**WHAT YOU NEED TO DO**
Go through the material and return every line that contains the string "ClientPlayerNicknameList".

--------------------

//! Unsolicited message categories
//!
//! Everything the receive loop cannot hand to the job correlator is
//! decoded into one of these variants and delivered over the session's
//! event channel, so all cache mutation happens at a single dispatch
//! site.

use bytes::Bytes;
use vapor_wire::proto::entitlements::{ClientLicenseList, ProductInfoResponse};
use vapor_wire::proto::friends::{
    ClientFriendsList, ClientPersonaState, ClientPlayerNicknameList,
};
use vapor_wire::proto::login::{ClientAccountInfo, ClientLogonResponse};
use vapor_wire::proto::stats::ClientGetUserStatsResponse;
use vapor_wire::{MsgKind, ResultCode};

/// One decoded unsolicited message
#[derive(Debug, Clone, PartialEq)]
pub enum SessionEvent {
    /// Result of a classic logon attempt
    LogonResponse(ClientLogonResponse),
    /// Server terminated the authenticated session
    LoggedOff(ResultCode),
    /// Own-account metadata (persona name)
    AccountInfo(ClientAccountInfo),
    /// Friends list snapshot or delta
    FriendsList(ClientFriendsList),
    /// Persona facets for one or more users
    PersonaState(ClientPersonaState),
    /// Entitlement snapshot
    LicenseList(ClientLicenseList),
    /// Package/app metadata batch
    ProductInfo(ProductInfoResponse),
    /// Stats/achievements for one game
    UserStats(ClientGetUserStatsResponse),
    /// Player nickname map
    NicknameList(ClientPlayerNicknameList),
    /// Server-initiated named-service message
    ServiceMethod {
        /// Method name without the version suffix
        method: String,
        /// Undecoded payload
        body: Bytes,
    },
    /// A kind this client does not interpret, logged and surfaced
    /// for visibility only
    Unhandled {
        kind: MsgKind,
    },
}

--------------------

**YOUR SOLUTION**
    ClientFriendsList, ClientPersonaState, ClientPlayerNicknameList,
    NicknameList(ClientPlayerNicknameList),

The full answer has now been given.